Ruroede argues primarily that the trial court had the authority to award back pay under N.J.S.A. 40A:14-151, and to reinstate Ruroede to inactive status pending a final resolution. Additionally, Ruroede maintains that the trial court properly exercised its authority to conduct a de novo hearing and vacate the termination. In his view, the trial court’s one-day hearing was sufficient even though there was no additional testimony. Further, Ruroede maintains that he was denied due process during the municipal disciplinary hearing and that vacating the termination was appropriate.
III.
A.
We begin our analysis with a discussion of the statutory framework concerning this dispute. Specifically, we consider the rele
*354 vant statutes governing disciplinary proceedings for police officers in non-civil service municipalities. N.J.S.A. 40A: 14-147 to -151.The primary goal of statutory analysis is to glean the Legislature’s intent. State v. Rangel, 213 N.J. 500, 508, 64 A.3d 558 (2013); State v. Gelman, 195 N.J. 475, 482, 950 A.2d 879 (2008). When determining legislative intent, we begin by looking to the plain language of the statute, “giving words ‘their ordinary meaning and significance.’ ” Rangel, supra, 213 N.J. at 509, 64 A.3d 558 (quoting DiProspero v. Penn, 183 N.J. 477, 492, 874 A.2d 1039 (2005)). “We do not view words and phrases in isolation, but rather in their proper context and in relationship to other parts of a statute, so that meaning can be given to the whole of an enactment.” Ibid. Furthermore, statutory analysis is conducted under the presumption that the Legislature created a logical scheme that should be interpreted to avoid contradictions. See State v. Hudson, 209 N.J. 513, 542, 39 A.3d 150 (2012). If a statute’s plain language is not sufficient to determine legislative intent, then other extrinsic aids, such as legislative history, can be used to analyze a particular statute. See Gelman, supra, 195 N.J. at 482, 950 A.2d 879.

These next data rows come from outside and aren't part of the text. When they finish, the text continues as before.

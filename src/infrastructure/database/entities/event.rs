//! Event entity

use chrono::{NaiveDate, NaiveDateTime};
use sea_orm::entity::prelude::*;
use serde::{Deserialize, Serialize};

/// Event row - a scheduled event and its registration window
#[derive(Clone, Debug, PartialEq, DeriveEntityModel, Serialize, Deserialize)]
#[sea_orm(table_name = "events")]
pub struct Model {
    /// Unique event ID
    #[sea_orm(primary_key)]
    pub id: i32,

    /// Display name
    pub event_name: String,

    /// Category in its stored snake_case form (e.g., "hackathon")
    pub category: String,

    /// Date the event takes place (no time component)
    pub event_date: NaiveDate,

    /// First day registrations are accepted
    pub registration_start_date: NaiveDate,

    /// Last day registrations are accepted
    pub registration_end_date: NaiveDate,

    /// When the event was created
    pub created: NaiveDateTime,
}

#[derive(Copy, Clone, Debug, EnumIter, DeriveRelation)]
pub enum Relation {
    #[sea_orm(has_many = "super::registration::Entity")]
    Registrations,
}

impl Related<super::registration::Entity> for Entity {
    fn to() -> RelationDef {
        Relation::Registrations.def()
    }
}

impl ActiveModelBehavior for ActiveModel {}
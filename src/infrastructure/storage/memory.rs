//! In-memory storage implementation

use std::collections::BTreeSet;
use std::sync::atomic::{AtomicI32, Ordering};

use async_trait::async_trait;
use chrono::NaiveDate;
use dashmap::DashMap;

use crate::domain::event::{Event, EventCategory, EventRef, EventRepository, NewEvent};
use crate::domain::registration::{
    NewRegistration, Registration, RegistrationRecord, RegistrationRepository,
};
use crate::domain::repositories::RepositoryProvider;
use crate::domain::{DomainError, DomainResult};

/// In-memory repository provider for development and testing
pub struct InMemoryRepositoryProvider {
    events: DashMap<i32, Event>,
    registrations: DashMap<i32, Registration>,
    event_counter: AtomicI32,
    registration_counter: AtomicI32,
}

impl InMemoryRepositoryProvider {
    pub fn new() -> Self {
        Self {
            events: DashMap::new(),
            registrations: DashMap::new(),
            event_counter: AtomicI32::new(1),
            registration_counter: AtomicI32::new(1),
        }
    }

    fn event_refs_sorted(&self, mut refs: Vec<EventRef>) -> Vec<EventRef> {
        refs.sort_by(|a, b| a.name.cmp(&b.name));
        refs
    }

    fn records_sorted(&self, mut records: Vec<RegistrationRecord>) -> Vec<RegistrationRecord> {
        records.sort_by(|a, b| {
            b.registration
                .created_at
                .cmp(&a.registration.created_at)
                .then(b.registration.id.cmp(&a.registration.id))
        });
        records
    }

    fn record_for(&self, registration: Registration) -> Option<RegistrationRecord> {
        let event = self.events.get(&registration.event_id)?;
        Some(RegistrationRecord {
            event_name: event.name.clone(),
            event_date: event.event_date,
            registration,
        })
    }
}

impl Default for InMemoryRepositoryProvider {
    fn default() -> Self {
        Self::new()
    }
}

impl RepositoryProvider for InMemoryRepositoryProvider {
    fn events(&self) -> &dyn EventRepository {
        self
    }

    fn registrations(&self) -> &dyn RegistrationRepository {
        self
    }
}

#[async_trait]
impl EventRepository for InMemoryRepositoryProvider {
    async fn save(&self, event: NewEvent) -> DomainResult<i32> {
        let id = self.event_counter.fetch_add(1, Ordering::SeqCst);
        self.events.insert(
            id,
            Event {
                id,
                name: event.name,
                category: event.category,
                event_date: event.event_date,
                registration_start: event.registration_start,
                registration_end: event.registration_end,
                created_at: event.created_at,
            },
        );
        Ok(id)
    }

    async fn find_by_id(&self, id: i32) -> DomainResult<Option<Event>> {
        Ok(self.events.get(&id).map(|e| e.clone()))
    }

    async fn find_all(&self) -> DomainResult<Vec<Event>> {
        let mut events: Vec<Event> = self.events.iter().map(|e| e.clone()).collect();
        events.sort_by(|a, b| a.event_date.cmp(&b.event_date).then(a.id.cmp(&b.id)));
        Ok(events)
    }

    async fn find_open(&self, today: NaiveDate) -> DomainResult<Vec<Event>> {
        let mut events: Vec<Event> = self
            .events
            .iter()
            .filter(|e| e.is_open(today))
            .map(|e| e.clone())
            .collect();
        events.sort_by(|a, b| a.event_date.cmp(&b.event_date).then(a.id.cmp(&b.id)));
        Ok(events)
    }

    async fn find_open_dates(
        &self,
        category: &EventCategory,
        today: NaiveDate,
    ) -> DomainResult<Vec<NaiveDate>> {
        let dates: BTreeSet<NaiveDate> = self
            .events
            .iter()
            .filter(|e| e.category == *category && e.is_open(today))
            .map(|e| e.event_date)
            .collect();
        Ok(dates.into_iter().collect())
    }

    async fn find_open_on_date(
        &self,
        category: &EventCategory,
        date: NaiveDate,
        today: NaiveDate,
    ) -> DomainResult<Vec<EventRef>> {
        let refs = self
            .events
            .iter()
            .filter(|e| e.category == *category && e.event_date == date && e.is_open(today))
            .map(|e| EventRef {
                id: e.id,
                name: e.name.clone(),
            })
            .collect();
        Ok(self.event_refs_sorted(refs))
    }

    async fn distinct_event_dates(&self) -> DomainResult<Vec<NaiveDate>> {
        let dates: BTreeSet<NaiveDate> = self.events.iter().map(|e| e.event_date).collect();
        Ok(dates.into_iter().rev().collect())
    }

    async fn find_refs_on_date(&self, date: NaiveDate) -> DomainResult<Vec<EventRef>> {
        let refs = self
            .events
            .iter()
            .filter(|e| e.event_date == date)
            .map(|e| EventRef {
                id: e.id,
                name: e.name.clone(),
            })
            .collect();
        Ok(self.event_refs_sorted(refs))
    }
}

#[async_trait]
impl RegistrationRepository for InMemoryRepositoryProvider {
    async fn save(&self, registration: NewRegistration) -> DomainResult<i32> {
        // Mirrors the unique (email, event_id) index the database carries
        let duplicate = self.registrations.iter().any(|r| {
            r.email == registration.email && r.event_id == registration.event_id
        });
        if duplicate {
            return Err(DomainError::DuplicateRegistration);
        }

        let id = self.registration_counter.fetch_add(1, Ordering::SeqCst);
        self.registrations.insert(
            id,
            Registration {
                id,
                full_name: registration.full_name,
                email: registration.email,
                college_name: registration.college_name,
                department: registration.department,
                category: registration.category,
                event_id: registration.event_id,
                created_at: registration.created_at,
            },
        );
        Ok(id)
    }

    async fn exists_for_email_on_date(
        &self,
        email: &str,
        event_date: NaiveDate,
    ) -> DomainResult<bool> {
        Ok(self.registrations.iter().any(|r| {
            r.email == email
                && self
                    .events
                    .get(&r.event_id)
                    .map_or(false, |e| e.event_date == event_date)
        }))
    }

    async fn find_records_for_event(
        &self,
        event_id: i32,
    ) -> DomainResult<Vec<RegistrationRecord>> {
        let records = self
            .registrations
            .iter()
            .filter(|r| r.event_id == event_id)
            .filter_map(|r| self.record_for(r.clone()))
            .collect();
        Ok(self.records_sorted(records))
    }

    async fn count_for_event(&self, event_id: i32) -> DomainResult<u64> {
        Ok(self
            .registrations
            .iter()
            .filter(|r| r.event_id == event_id)
            .count() as u64)
    }

    async fn find_all_records(
        &self,
        event_id: Option<i32>,
    ) -> DomainResult<Vec<RegistrationRecord>> {
        let records = self
            .registrations
            .iter()
            .filter(|r| event_id.map_or(true, |id| r.event_id == id))
            .filter_map(|r| self.record_for(r.clone()))
            .collect();
        Ok(self.records_sorted(records))
    }
}
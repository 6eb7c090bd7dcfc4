//! Event domain entity

use chrono::{NaiveDate, NaiveDateTime};

/// Event category
#[derive(Debug, Clone, PartialEq, Eq, Hash)]
pub enum EventCategory {
    OnlineWorkshop,
    Hackathon,
    Conference,
    OneDayWorkshop,
    /// Value outside the canonical set, preserved as stored
    Other(String),
}

impl EventCategory {
    /// The canonical categories, in presentation order.
    pub const CANONICAL: [EventCategory; 4] = [
        EventCategory::OnlineWorkshop,
        EventCategory::Hackathon,
        EventCategory::Conference,
        EventCategory::OneDayWorkshop,
    ];

    /// Storage form of the category.
    pub fn as_str(&self) -> &str {
        match self {
            Self::OnlineWorkshop => "online_workshop",
            Self::Hackathon => "hackathon",
            Self::Conference => "conference",
            Self::OneDayWorkshop => "one_day_workshop",
            Self::Other(raw) => raw,
        }
    }

    /// Parse a stored value. Unknown values are kept as `Other`.
    pub fn parse(value: &str) -> Self {
        match value {
            "online_workshop" => Self::OnlineWorkshop,
            "hackathon" => Self::Hackathon,
            "conference" => Self::Conference,
            "one_day_workshop" => Self::OneDayWorkshop,
            other => Self::Other(other.to_string()),
        }
    }

    /// Human-readable label. `Other` values fall back to their raw form.
    pub fn label(&self) -> &str {
        match self {
            Self::OnlineWorkshop => "Online Workshop",
            Self::Hackathon => "Hackathon",
            Self::Conference => "Conference",
            Self::OneDayWorkshop => "One-day Workshop",
            Self::Other(raw) => raw,
        }
    }
}

impl std::fmt::Display for EventCategory {
    fn fmt(&self, f: &mut std::fmt::Formatter<'_>) -> std::fmt::Result {
        write!(f, "{}", self.as_str())
    }
}

/// Scheduled event with its registration window
#[derive(Debug, Clone)]
pub struct Event {
    pub id: i32,
    pub name: String,
    pub category: EventCategory,
    /// Date the event takes place
    pub event_date: NaiveDate,
    /// First day registrations are accepted
    pub registration_start: NaiveDate,
    /// Last day registrations are accepted
    pub registration_end: NaiveDate,
    pub created_at: NaiveDateTime,
}

impl Event {
    /// Whether the registration window contains `today`.
    /// Both bounds are inclusive; there is no stored open/closed flag.
    pub fn is_open(&self, today: NaiveDate) -> bool {
        self.registration_start <= today && today <= self.registration_end
    }
}

/// Event attributes supplied at creation, before an id is assigned
#[derive(Debug, Clone)]
pub struct NewEvent {
    pub name: String,
    pub category: EventCategory,
    pub event_date: NaiveDate,
    pub registration_start: NaiveDate,
    pub registration_end: NaiveDate,
    pub created_at: NaiveDateTime,
}

/// Id/name pair for pick lists
#[derive(Debug, Clone, PartialEq, Eq)]
pub struct EventRef {
    pub id: i32,
    pub name: String,
}

// ── Tests ──────────────────────────────────────────────────────

#[cfg(test)]
mod tests {
    use super::*;

    fn date(y: i32, m: u32, d: u32) -> NaiveDate {
        NaiveDate::from_ymd_opt(y, m, d).unwrap()
    }

    fn sample_event() -> Event {
        Event {
            id: 1,
            name: "Rust Hack Day".into(),
            category: EventCategory::Hackathon,
            event_date: date(2024, 7, 10),
            registration_start: date(2024, 6, 1),
            registration_end: date(2024, 7, 5),
            created_at: date(2024, 5, 20).and_hms_opt(12, 0, 0).unwrap(),
        }
    }

    #[test]
    fn open_on_start_date() {
        assert!(sample_event().is_open(date(2024, 6, 1)));
    }

    #[test]
    fn open_on_end_date() {
        assert!(sample_event().is_open(date(2024, 7, 5)));
    }

    #[test]
    fn closed_day_before_start() {
        assert!(!sample_event().is_open(date(2024, 5, 31)));
    }

    #[test]
    fn closed_day_after_end() {
        assert!(!sample_event().is_open(date(2024, 7, 6)));
    }

    #[test]
    fn open_mid_window() {
        assert!(sample_event().is_open(date(2024, 6, 15)));
    }

    #[test]
    fn category_parse_round_trip() {
        for cat in EventCategory::CANONICAL {
            assert_eq!(EventCategory::parse(cat.as_str()), cat);
        }
    }

    #[test]
    fn category_parse_keeps_unknown_values() {
        let cat = EventCategory::parse("bootcamp");
        assert_eq!(cat, EventCategory::Other("bootcamp".to_string()));
        assert_eq!(cat.as_str(), "bootcamp");
        assert_eq!(cat.label(), "bootcamp");
    }

    #[test]
    fn category_labels() {
        assert_eq!(EventCategory::OnlineWorkshop.label(), "Online Workshop");
        assert_eq!(EventCategory::Hackathon.label(), "Hackathon");
        assert_eq!(EventCategory::Conference.label(), "Conference");
        assert_eq!(EventCategory::OneDayWorkshop.label(), "One-day Workshop");
    }

    #[test]
    fn category_display_is_storage_form() {
        assert_eq!(EventCategory::OneDayWorkshop.to_string(), "one_day_workshop");
    }
}
//! Admin DTOs

use chrono::NaiveDate;
use serde::{Deserialize, Serialize};
use utoipa::{IntoParams, ToSchema};
use validator::Validate;

use crate::domain::{Event, RegistrationRecord};
use crate::shared::dates;

/// One row of the administrative registration listing,
/// the six display columns of the review table
#[derive(Debug, Serialize, ToSchema)]
pub struct RegistrationRow {
    pub full_name: String,
    pub email: String,
    pub college_name: String,
    pub department: String,
    /// Category display label
    pub category: String,
    /// Submission timestamp, e.g. `June 15, 2024 9:05 AM`
    pub submitted_at: String,
}

impl From<RegistrationRecord> for RegistrationRow {
    fn from(record: RegistrationRecord) -> Self {
        let r = record.registration;
        Self {
            full_name: r.full_name,
            email: r.email,
            college_name: r.college_name,
            department: r.department,
            category: r.category.label().to_string(),
            submitted_at: dates::datetime_label(r.created_at),
        }
    }
}

/// Registration listing with its total
#[derive(Debug, Serialize, ToSchema)]
pub struct RegistrationListResponse {
    pub count: u64,
    pub rows: Vec<RegistrationRow>,
}

/// Full event record for administrative review
#[derive(Debug, Serialize, ToSchema)]
pub struct EventSummary {
    pub id: i32,
    pub event_name: String,
    /// Stored form, e.g. `one_day_workshop`
    pub category: String,
    /// Display form, e.g. `One-day Workshop`
    pub category_label: String,
    /// `YYYY-MM-DD`
    pub event_date: String,
    pub registration_start_date: String,
    pub registration_end_date: String,
}

impl From<Event> for EventSummary {
    fn from(e: Event) -> Self {
        Self {
            id: e.id,
            event_name: e.name,
            category_label: e.category.label().to_string(),
            category: e.category.as_str().to_string(),
            event_date: dates::date_machine(e.event_date),
            registration_start_date: dates::date_machine(e.registration_start),
            registration_end_date: dates::date_machine(e.registration_end),
        }
    }
}

/// Event creation body. All three dates are required; their ordering is
/// enforced by the write service.
#[derive(Debug, Deserialize, Validate, ToSchema)]
pub struct CreateEventRequest {
    #[validate(length(min = 1, max = 150, message = "event name is required"))]
    pub event_name: String,
    #[validate(length(min = 1, max = 50, message = "category is required"))]
    pub category: String,
    /// `YYYY-MM-DD`
    pub event_date: NaiveDate,
    pub registration_start_date: NaiveDate,
    pub registration_end_date: NaiveDate,
}

#[derive(Debug, Serialize, ToSchema)]
pub struct CreateEventResponse {
    /// Id of the new event
    pub id: i32,
}

#[derive(Debug, Deserialize, IntoParams)]
pub struct EventsOnDateQuery {
    /// Event date, `YYYY-MM-DD`
    pub date: Option<String>,
}

#[derive(Debug, Deserialize, IntoParams)]
pub struct RegistrationsQuery {
    /// Restrict to one event; omit for all registrations
    pub event_id: Option<i32>,
}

According to the plain language of the statutory scheme under review, a police officer cannot “be suspended, removed, fined or reduced in rank” without “just cause.” N.J.S.A. 40A:14-147. An officer cannot be removed “for political reasons or for any cause other than incapacity, misconduct, or disobedience of rules and regulations.” Ibid. As such, a police department has the burden of filing “a written complaint setting forth the charge or charges against such ... officer.” Ibid. An officer is entitled to a hearing on the charges but “may waive the right to a hearing and may appeal the charges directly to any available authority specified by law or regulation.” Ibid.
Prior to a hearing, an officer may be suspended from his position with or without pay. N.J.S.A. 40A:14-149 to -149.1.
[I]f a grand jury returns an indictment against said officer, or said officer is charged with an offense which is a high misdemeanor or which involves moral
*355 turpitude or dishonesty, said officer may be suspended from his duties, without pay, until the case against him is disposed of at trial, until the complaint is dismissed or until the prosecution is terminated.[N.J.S.A. 40A:14-149.1.]
If the officer is ultimately “found not guilty at trial, the charges are dismissed or the prosecution is terminated, said officer shall be reinstated to his position and shall be entitled to recover all pay withheld during the period of suspension.” N.J.S.A. 40A:14-149.2. Additionally, when an officer is suspended, a hearing on the charges must “be commenced within 30 days from the date of the service ... of the complaint.” N.J.S.A. 40A:14-149.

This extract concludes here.